Anybody got any insight on this?? 

J.A.B.?


----------



## Diamondback 2/2 (Jul 30, 2008)

XS 24/7 are GTG! Never messed with the Sure Sight triangle sights, so not ganna comment on them

XS 24/7 have been getting great reviews over the past few years and although I cannot stand James “the coward” Yeager of Tactical Response, he pushes them pretty hard too. Mr. Yeager claims that there is no sight alignment with the XS big dot (just place dot on target and move the trigger) however there is a sight alignment with these sights.

The rear sight is a V cut sight with a line centered, the front sight is a front sight post with a large dot.

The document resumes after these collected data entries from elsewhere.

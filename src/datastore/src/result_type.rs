// Copyright 2025 Google LLC
//
// Licensed under the Apache License, Version 2.0 (the "License");
// you may not use this file except in compliance with the License.
// You may obtain a copy of the License at
//
//     https://www.apache.org/licenses/LICENSE-2.0
//
// Unless required by applicable law or agreed to in writing, software
// distributed under the License is distributed on an "AS IS" BASIS,
// WITHOUT WARRANTIES OR CONDITIONS OF ANY KIND, either express or implied.
// See the License for the specific language governing permissions and
// limitations under the License.

//! Query result types.
//!
//! Every query declares the type of results it produces. The service reports
//! the type of the results in each [QueryResultBatch][crate::model::QueryResultBatch]
//! using a wire code. [ResultType] maps between the two and converts the raw
//! entities in a batch into the declared type.

use crate::model;
use crate::model::entity_result::ResultType as WireResultType;
use crate::{Entity, Key, ProjectionEntity};
use std::collections::HashMap;
use std::hash::{Hash, Hasher};

/// The class of values produced by a [ResultType].
#[derive(Clone, Copy, Debug, PartialEq, Eq, Hash)]
pub enum ResultClass {
    /// Any of the other classes.
    Any,
    Entity,
    Key,
    ProjectionEntity,
}

/// A single query result, with its type determined at runtime.
///
/// Untyped queries, such as the queries returned by
/// [Query::gql_query_builder][crate::Query::gql_query_builder], produce
/// values of this type.
#[derive(Clone, Debug, PartialEq)]
pub enum ResultValue {
    Entity(Entity),
    Key(Key),
    ProjectionEntity(ProjectionEntity),
}

impl ResultValue {
    /// The result type of this value.
    pub fn value_type(&self) -> ResultType {
        match self {
            Self::Entity(_) => ResultType::Entity,
            Self::Key(_) => ResultType::Key,
            Self::ProjectionEntity(_) => ResultType::ProjectionEntity,
        }
    }
}

/// The type of results produced by a query.
///
/// Two result types are equal if they produce the same [ResultClass].
///
/// # Example
/// ```
/// # use google_cloud_datastore::ResultType;
/// # use google_cloud_datastore::model::entity_result::ResultType as WireResultType;
/// let got = ResultType::from_wire_code(Some(&WireResultType::KeyOnly));
/// assert_eq!(got, ResultType::Key);
/// assert!(ResultType::Unknown.is_assignable_from(got));
/// assert!(!ResultType::Entity.is_assignable_from(got));
/// ```
#[derive(Clone, Copy, Debug)]
#[non_exhaustive]
pub enum ResultType {
    /// The result type could not be determined ahead of time. Results are
    /// classified by inspecting each entity.
    Unknown,
    /// Full entities, with a key and all their properties.
    Entity,
    /// Only keys.
    Key,
    /// Entities containing a subset of their properties.
    ProjectionEntity,
}

lazy_static::lazy_static! {
    static ref BY_WIRE_CODE: HashMap<i32, ResultType> = ResultType::ALL
        .iter()
        .filter_map(|t| t.wire_code().and_then(|c| c.value()).map(|v| (v, *t)))
        .collect();
}

impl ResultType {
    /// All the result types.
    pub const ALL: [ResultType; 4] = [
        ResultType::Unknown,
        ResultType::Entity,
        ResultType::Key,
        ResultType::ProjectionEntity,
    ];

    /// The class of values produced by this result type.
    pub fn result_class(&self) -> ResultClass {
        match self {
            Self::Unknown => ResultClass::Any,
            Self::Entity => ResultClass::Entity,
            Self::Key => ResultClass::Key,
            Self::ProjectionEntity => ResultClass::ProjectionEntity,
        }
    }

    /// The wire code for this result type. `Unknown` has no wire code.
    pub fn wire_code(&self) -> Option<WireResultType> {
        match self {
            Self::Unknown => None,
            Self::Entity => Some(WireResultType::Full),
            Self::Key => Some(WireResultType::KeyOnly),
            Self::ProjectionEntity => Some(WireResultType::Projection),
        }
    }

    /// Finds the result type for a wire code.
    ///
    /// Returns [ResultType::Unknown] for absent, unspecified, and
    /// unrecognized codes.
    pub fn from_wire_code(code: Option<&WireResultType>) -> Self {
        match code
            .and_then(WireResultType::value)
            .and_then(|v| BY_WIRE_CODE.get(&v))
        {
            Some(t) => *t,
            None => {
                tracing::debug!("no result type for wire code {code:?}, using Unknown");
                Self::Unknown
            }
        }
    }

    /// Returns true if results of type `other` can be used where results of
    /// this type are expected.
    pub fn is_assignable_from(&self, other: ResultType) -> bool {
        let class = self.result_class();
        class == ResultClass::Any || class == other.result_class()
    }

    /// Converts a raw entity into a result of this type.
    ///
    /// For [ResultType::Unknown] the result is classified by inspecting the
    /// entity: entities without properties are keys, entities with properties
    /// are projection entities. Returns `None` if the entity has neither
    /// properties nor a key.
    pub fn convert(&self, entity: &model::Entity) -> Option<ResultValue> {
        match self {
            Self::Unknown => match (entity.properties.is_empty(), &entity.key) {
                (true, None) => None,
                (true, Some(key)) => Some(ResultValue::Key(Key::from(key))),
                (false, _) => Some(ResultValue::ProjectionEntity(ProjectionEntity::from(
                    entity,
                ))),
            },
            Self::Entity => Some(ResultValue::Entity(Entity::from(entity))),
            Self::Key => Some(ResultValue::Key(
                entity.key.as_ref().map(Key::from).unwrap_or_default(),
            )),
            Self::ProjectionEntity => Some(ResultValue::ProjectionEntity(
                ProjectionEntity::from(entity),
            )),
        }
    }
}

impl PartialEq for ResultType {
    fn eq(&self, other: &Self) -> bool {
        self.result_class() == other.result_class()
    }
}

impl Eq for ResultType {}

impl Hash for ResultType {
    fn hash<H: Hasher>(&self, state: &mut H) {
        self.result_class().hash(state);
    }
}

impl From<&WireResultType> for ResultType {
    fn from(value: &WireResultType) -> Self {
        Self::from_wire_code(Some(value))
    }
}

/// Types that can be produced by a query.
///
/// The library implements this trait for [Entity], [Key],
/// [ProjectionEntity], and [ResultValue]. The last one represents results
/// whose type is only known at runtime.
pub trait QueryResult: Sized + Clone + std::fmt::Debug + PartialEq + Send + Sync {
    /// The result type declared by queries producing `Self`.
    fn result_type() -> ResultType;

    /// Narrows a result value to `Self`.
    fn from_result_value(value: ResultValue) -> Option<Self>;
}

impl QueryResult for ResultValue {
    fn result_type() -> ResultType {
        ResultType::Unknown
    }
    fn from_result_value(value: ResultValue) -> Option<Self> {
        Some(value)
    }
}

impl QueryResult for Entity {
    fn result_type() -> ResultType {
        ResultType::Entity
    }
    fn from_result_value(value: ResultValue) -> Option<Self> {
        match value {
            ResultValue::Entity(v) => Some(v),
            _ => None,
        }
    }
}

impl QueryResult for Key {
    fn result_type() -> ResultType {
        ResultType::Key
    }
    fn from_result_value(value: ResultValue) -> Option<Self> {
        match value {
            ResultValue::Key(v) => Some(v),
            _ => None,
        }
    }
}

impl QueryResult for ProjectionEntity {
    fn result_type() -> ResultType {
        ResultType::ProjectionEntity
    }
    fn from_result_value(value: ResultValue) -> Option<Self> {
        match value {
            ResultValue::ProjectionEntity(v) => Some(v),
            _ => None,
        }
    }
}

The sight alignment is place the dot center of the V making a lollypop with the line centered and the dot just on top. 

This would be done for a more accurate shot, or shots taken past 15 yards. In side of 15 yards, just place the dot center mass and you will be close to point of aim point of impact. Of course any time you align the sights correctly you will receive better results.

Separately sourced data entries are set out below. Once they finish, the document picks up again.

// Copyright 2025 Google LLC
//
// Licensed under the Apache License, Version 2.0 (the "License");
// you may not use this file except in compliance with the License.
// You may obtain a copy of the License at
//
//     https://www.apache.org/licenses/LICENSE-2.0
//
// Unless required by applicable law or agreed to in writing, software
// distributed under the License is distributed on an "AS IS" BASIS,
// WITHOUT WARRANTIES OR CONDITIONS OF ANY KIND, either express or implied.
// See the License for the specific language governing permissions and
// limitations under the License.

use crate::model;
use crate::{Key, Value, ValueOptions};
use std::collections::BTreeMap;

/// A Datastore entity: an optional key and a set of named properties.
///
/// Entities returned by full queries always have a key. Entities embedded as
/// property values may not.
///
/// # Example
/// ```
/// # use google_cloud_datastore::{Entity, Key};
/// let entity = Entity::new(Key::builder("my-project", "Task").name("t1").build())
///     .set_property("description", "buy milk")
///     .set_property("done", false);
/// assert_eq!(entity.get("done").and_then(|v| v.as_bool()), Some(false));
/// ```
#[derive(Clone, Debug, Default, PartialEq)]
pub struct Entity {
    key: Option<Key>,
    properties: BTreeMap<String, Value>,
    options: BTreeMap<String, ValueOptions>,
}

impl Entity {
    /// Creates an entity with the given key and no properties.
    pub fn new(key: Key) -> Self {
        Self {
            key: Some(key),
            ..Default::default()
        }
    }

    pub fn key(&self) -> Option<&Key> {
        self.key.as_ref()
    }

    pub fn properties(&self) -> &BTreeMap<String, Value> {
        &self.properties
    }

    /// Returns the value of the named property.
    pub fn get(&self, name: &str) -> Option<&Value> {
        self.properties.get(name)
    }

    pub fn contains(&self, name: &str) -> bool {
        self.properties.contains_key(name)
    }

    /// Returns the index settings of the named property, if it has any.
    pub fn property_options(&self, name: &str) -> Option<&ValueOptions> {
        self.options.get(name)
    }

    pub fn is_excluded_from_indexes(&self, name: &str) -> bool {
        self.options
            .get(name)
            .is_some_and(ValueOptions::exclude_from_indexes)
    }

    /// Sets the key of the entity.
    pub fn set_key<T: Into<Key>>(mut self, v: T) -> Self {
        self.key = Some(v.into());
        self
    }

    /// Sets the value of a property, replacing any previous value.
    ///
    /// The index settings of the property are not changed.
    pub fn set_property<K: Into<String>, V: Into<Value>>(mut self, name: K, value: V) -> Self {
        self.properties.insert(name.into(), value.into());
        self
    }

    /// Sets the index settings of a property. Empty settings are removed.
    pub fn set_property_options<K: Into<String>>(mut self, name: K, options: ValueOptions) -> Self {
        let name = name.into();
        if options.is_empty() {
            self.options.remove(&name);
        } else {
            self.options.insert(name, options);
        }
        self
    }

    /// Returns true if the entity has neither a key nor properties.
    pub fn is_empty(&self) -> bool {
        self.key.is_none() && self.properties.is_empty()
    }
}

impl From<&model::Entity> for Entity {
    fn from(value: &model::Entity) -> Self {
        let (key, properties, options) = from_wire(value);
        Self {
            key,
            properties,
            options,
        }
    }
}

impl From<&Entity> for model::Entity {
    fn from(value: &Entity) -> Self {
        to_wire(value.key.as_ref(), &value.properties, &value.options)
    }
}

/// An entity produced by a projection query.
///
/// Projection results only contain the projected properties. Their values may
/// differ in representation from the stored values, for example timestamps
/// are returned as integers. The key may be absent.
#[derive(Clone, Debug, Default, PartialEq)]
pub struct ProjectionEntity {
    key: Option<Key>,
    properties: BTreeMap<String, Value>,
    options: BTreeMap<String, ValueOptions>,
}

impl ProjectionEntity {
    pub fn key(&self) -> Option<&Key> {
        self.key.as_ref()
    }

    pub fn properties(&self) -> &BTreeMap<String, Value> {
        &self.properties
    }

    pub fn get(&self, name: &str) -> Option<&Value> {
        self.properties.get(name)
    }

    pub fn contains(&self, name: &str) -> bool {
        self.properties.contains_key(name)
    }

    pub fn property_options(&self, name: &str) -> Option<&ValueOptions> {
        self.options.get(name)
    }

    pub fn is_excluded_from_indexes(&self, name: &str) -> bool {
        self.options
            .get(name)
            .is_some_and(ValueOptions::exclude_from_indexes)
    }
}

impl From<&model::Entity> for ProjectionEntity {
    fn from(value: &model::Entity) -> Self {
        let (key, properties, options) = from_wire(value);
        Self {
            key,
            properties,
            options,
        }
    }
}

impl From<&ProjectionEntity> for model::Entity {
    fn from(value: &ProjectionEntity) -> Self {
        to_wire(value.key.as_ref(), &value.properties, &value.options)
    }
}

type Properties = (
    Option<Key>,
    BTreeMap<String, Value>,
    BTreeMap<String, ValueOptions>,
);

fn from_wire(value: &model::Entity) -> Properties {
    let key = value.key.as_ref().map(Key::from);
    let properties = value
        .properties
        .iter()
        .map(|(k, v)| (k.clone(), Value::from(v)))
        .collect();
    let options = value
        .properties
        .iter()
        .map(|(k, v)| (k.clone(), ValueOptions::from_wire(v)))
        .filter(|(_, o)| !o.is_empty())
        .collect();
    (key, properties, options)
}

fn to_wire(
    key: Option<&Key>,
    properties: &BTreeMap<String, Value>,
    options: &BTreeMap<String, ValueOptions>,
) -> model::Entity {
    let mut wire = model::Entity::default().set_properties(properties.iter().map(|(k, v)| {
        let mut value = model::Value::from(v);
        if let Some(o) = options.get(k) {
            o.apply(&mut value);
        }
        (k.as_str(), value)
    }));
    wire.key = key.map(model::Key::from);
    wire
}

#[cfg(test)]
mod tests {
    use super::*;
    use pretty_assertions::assert_eq;
    use serde_json::json;

    fn wire_entity() -> anyhow::Result<model::Entity> {
        let entity = serde_json::from_value(json!({
            "key": {
                "partitionId": {"projectId": "p"},
                "path": [{"kind": "Task", "name": "t1"}]
            },
            "properties": {
                "description": {"stringValue": "buy milk"},
                "priority": {"integerValue": "4"},
                "done": {"booleanValue": false}
            }
        }))?;
        Ok(entity)
    }

    #[test]
    fn entity_from_wire() -> anyhow::Result<()> {
        let got = Entity::from(&wire_entity()?);
        let want = Entity::new(Key::builder("p", "Task").name("t1").build())
            .set_property("description", "buy milk")
            .set_property("priority", 4)
            .set_property("done", false);
        assert_eq!(got, want);
        assert!(got.contains("priority"));
        assert!(!got.contains("missing"));
        assert_eq!(got.get("missing"), None);
        Ok(())
    }

    #[test]
    fn entity_to_wire() -> anyhow::Result<()> {
        let wire = wire_entity()?;
        let got = model::Entity::from(&Entity::from(&wire));
        assert_eq!(got, wire);
        Ok(())
    }

    #[test]
    fn projection_from_wire() -> anyhow::Result<()> {
        let mut wire = wire_entity()?;
        wire.key = None;
        let got = ProjectionEntity::from(&wire);
        assert_eq!(got.key(), None);
        assert_eq!(got.properties().len(), 3);
        assert_eq!(got.get("priority").and_then(Value::as_i64), Some(4));
        assert_eq!(model::Entity::from(&got), wire);
        Ok(())
    }

    #[test]
    fn index_options_round_trip() -> anyhow::Result<()> {
        let wire = serde_json::from_value::<model::Entity>(json!({
            "key": {
                "partitionId": {"projectId": "p"},
                "path": [{"kind": "Task", "name": "t1"}]
            },
            "properties": {
                "a": {"excludeFromIndexes": true, "meaning": 22, "stringValue": "x"},
                "b": {"integerValue": "1"},
                "tags": {"arrayValue": {"values": [
                    {"stringValue": "home"},
                    {"stringValue": "work", "excludeFromIndexes": true}
                ]}}
            }
        }))?;

        let entity = Entity::from(&wire);
        assert!(entity.is_excluded_from_indexes("a"));
        assert_eq!(
            entity.property_options("a").and_then(ValueOptions::meaning),
            Some(22)
        );
        assert!(!entity.is_excluded_from_indexes("b"));
        assert_eq!(entity.property_options("b"), None);
        assert_eq!(
            entity.property_options("tags").map(|o| o.elements().len()),
            Some(2)
        );
        assert_eq!(model::Entity::from(&entity), wire);

        let projection = ProjectionEntity::from(&wire);
        assert!(projection.is_excluded_from_indexes("a"));
        assert_eq!(model::Entity::from(&projection), wire);
        Ok(())
    }

    #[test]
    fn set_property_options() -> anyhow::Result<()> {
        let entity = Entity::default()
            .set_property("a", "x")
            .set_property_options("a", ValueOptions::new().set_exclude_from_indexes(true));
        assert!(entity.is_excluded_from_indexes("a"));
        let got = serde_json::to_value(model::Entity::from(&entity))?;
        assert_eq!(
            got,
            json!({"properties": {"a": {"stringValue": "x", "excludeFromIndexes": true}}})
        );

        let entity = entity
            .set_property("a", "y")
            .set_property_options("a", ValueOptions::new());
        assert_eq!(entity.property_options("a"), None);
        assert_eq!(entity, Entity::default().set_property("a", "y"));
        Ok(())
    }

    #[test]
    fn empty() {
        assert!(Entity::default().is_empty());
        assert!(!Entity::new(Key::default()).is_empty());
        assert!(!Entity::default().set_property("a", 1).is_empty());
    }
}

My father has vision issues in his older age as well, and has been using XS big dot on a 1911 for about 3 years now. He likes them and has been getting back in to shooting alot more in the past few years b/c of being able to see his sights!

These are Mr. Yeagers demo videos pushing XS sights. The top one will show the sight alignment used, just ignore his stupidity of words. Focus on what happens with the impact of the shot when the dot moves left or right from the centerline in the rear sight.


[ame="http://youtube.com/watch?v=iQVCeJ103BQ"]YouTube - XS Sight Demo II[/ame]

God I wish I could get the video, cut to where it’s just the sights and impacts of the shots! 

The second video shows how the sights will work for longer shots..

[ame="http://youtube.com/watch?v=AY5RURFEGd8&feature=related"]YouTube - XS Sight Demo[/ame]

Hope this helps


----------



## Trip_Wire (Aug 4, 2008)

J.A.B. & Others interested:

I decided to order the SureSight Night sights. I like the way they look in the pictures. Many reviews that I read on the first generation of these sights were good. The new generation, that I ordered are supposed to be updated to fix complaints on the first generation, which were mostly on the quality of the plastic used.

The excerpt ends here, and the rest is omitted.